**Problem:**
Give back every entry below, unchanged.

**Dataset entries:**
------------------------------------

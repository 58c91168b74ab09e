//! Main loader logic

use std::fs;
use std::io;
use std::path::Path;

use ls8_isa::Program;

use crate::error::{LoaderError, Result};

/// Parse program source into a memory image
///
/// One machine code byte per line, written as exactly eight binary digits.
/// Everything after a `#` is a comment; blank lines are skipped. Reported
/// line numbers are 1-based and count comment and blank lines.
pub fn parse(source: &str) -> Result<Program> {
    let mut bytes = Vec::new();

    for (line_num, line) in source.lines().enumerate() {
        // Strip comments
        let code = match line.split_once('#') {
            Some((before, _)) => before,
            None => line,
        };

        let token = code.trim();
        if token.is_empty() {
            continue;
        }

        bytes.push(parse_literal(token, line_num + 1)?);
    }

    tracing::debug!("Parsed {} bytes of machine code", bytes.len());

    Ok(Program::new(bytes))
}

/// Parse one byte literal: exactly eight binary digits
fn parse_literal(token: &str, line: usize) -> Result<u8> {
    let invalid = || LoaderError::InvalidLiteral {
        line,
        token: token.to_string(),
    };

    // from_str_radix on its own would also accept a leading sign
    if token.len() != 8 || !token.bytes().all(|b| matches!(b, b'0' | b'1')) {
        return Err(invalid());
    }

    u8::from_str_radix(token, 2).map_err(|_| invalid())
}

/// Read and parse a program file
pub fn load_file(path: &Path) -> Result<Program> {
    let source = fs::read_to_string(path).map_err(|err| match err.kind() {
        io::ErrorKind::NotFound => LoaderError::NotFound {
            path: path.to_path_buf(),
        },
        _ => LoaderError::Io(err),
    })?;

    parse(&source)
}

------------------------------------

**Result for this task:**
repository 58c91168b74ab09e
//! Main loader logic

use std::fs;
use std::io;
use std::path::Path;

use ls8_isa::Program;

use crate::error::{LoaderError, Result};

/// Parse program source into a memory image
///
/// One machine code byte per line, written as exactly eight binary digits.
/// Everything after a `#` is a comment; blank lines are skipped. Reported
/// line numbers are 1-based and count comment and blank lines.
pub fn parse(source: &str) -> Result<Program> {
    let mut bytes = Vec::new();

    for (line_num, line) in source.lines().enumerate() {
        // Strip comments
        let code = match line.split_once('#') {
            Some((before, _)) => before,
            None => line,
        };

        let token = code.trim();
        if token.is_empty() {
            continue;
        }

        bytes.push(parse_literal(token, line_num + 1)?);
    }

    tracing::debug!("Parsed {} bytes of machine code", bytes.len());

    Ok(Program::new(bytes))
}

/// Parse one byte literal: exactly eight binary digits
fn parse_literal(token: &str, line: usize) -> Result<u8> {
    let invalid = || LoaderError::InvalidLiteral {
        line,
        token: token.to_string(),
    };

    // from_str_radix on its own would also accept a leading sign
    if token.len() != 8 || !token.bytes().all(|b| matches!(b, b'0' | b'1')) {
        return Err(invalid());
    }

    u8::from_str_radix(token, 2).map_err(|_| invalid())
}

/// Read and parse a program file
pub fn load_file(path: &Path) -> Result<Program> {
    let source = fs::read_to_string(path).map_err(|err| match err.kind() {
        io::ErrorKind::NotFound => LoaderError::NotFound {
            path: path.to_path_buf(),
        },
        _ => LoaderError::Io(err),
    })?;

    parse(&source)
}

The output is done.